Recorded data
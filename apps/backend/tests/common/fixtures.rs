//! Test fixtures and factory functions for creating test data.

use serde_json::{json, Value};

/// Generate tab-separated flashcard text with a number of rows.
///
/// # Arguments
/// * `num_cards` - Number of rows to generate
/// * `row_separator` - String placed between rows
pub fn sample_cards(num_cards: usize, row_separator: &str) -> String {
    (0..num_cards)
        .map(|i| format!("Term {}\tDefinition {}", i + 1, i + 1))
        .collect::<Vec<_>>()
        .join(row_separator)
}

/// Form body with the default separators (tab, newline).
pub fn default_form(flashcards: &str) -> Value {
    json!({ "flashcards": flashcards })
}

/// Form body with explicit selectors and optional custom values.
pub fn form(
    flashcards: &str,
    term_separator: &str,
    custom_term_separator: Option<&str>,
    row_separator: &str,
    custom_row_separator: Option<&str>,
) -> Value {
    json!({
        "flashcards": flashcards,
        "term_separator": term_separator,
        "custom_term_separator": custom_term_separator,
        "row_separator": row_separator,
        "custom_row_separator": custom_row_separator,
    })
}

### TASK BRIEF
Repeat exactly the lines of the records from the one containing "rows to generate" to the last, and include no line outside that stretch.

### COMPLETED EXERCISE
/// * `num_cards` - Number of rows to generate
/// * `row_separator` - String placed between rows
pub fn sample_cards(num_cards: usize, row_separator: &str) -> String {
    (0..num_cards)
        .map(|i| format!("Term {}\tDefinition {}", i + 1, i + 1))
        .collect::<Vec<_>>()
        .join(row_separator)
}

/// Form body with the default separators (tab, newline).
pub fn default_form(flashcards: &str) -> Value {
    json!({ "flashcards": flashcards })
}

/// Form body with explicit selectors and optional custom values.
pub fn form(
    flashcards: &str,
    term_separator: &str,
    custom_term_separator: Option<&str>,
    row_separator: &str,
    custom_row_separator: Option<&str>,
) -> Value {
    json!({
        "flashcards": flashcards,
        "term_separator": term_separator,
        "custom_term_separator": custom_term_separator,
        "row_separator": row_separator,
        "custom_row_separator": custom_row_separator,
    })
}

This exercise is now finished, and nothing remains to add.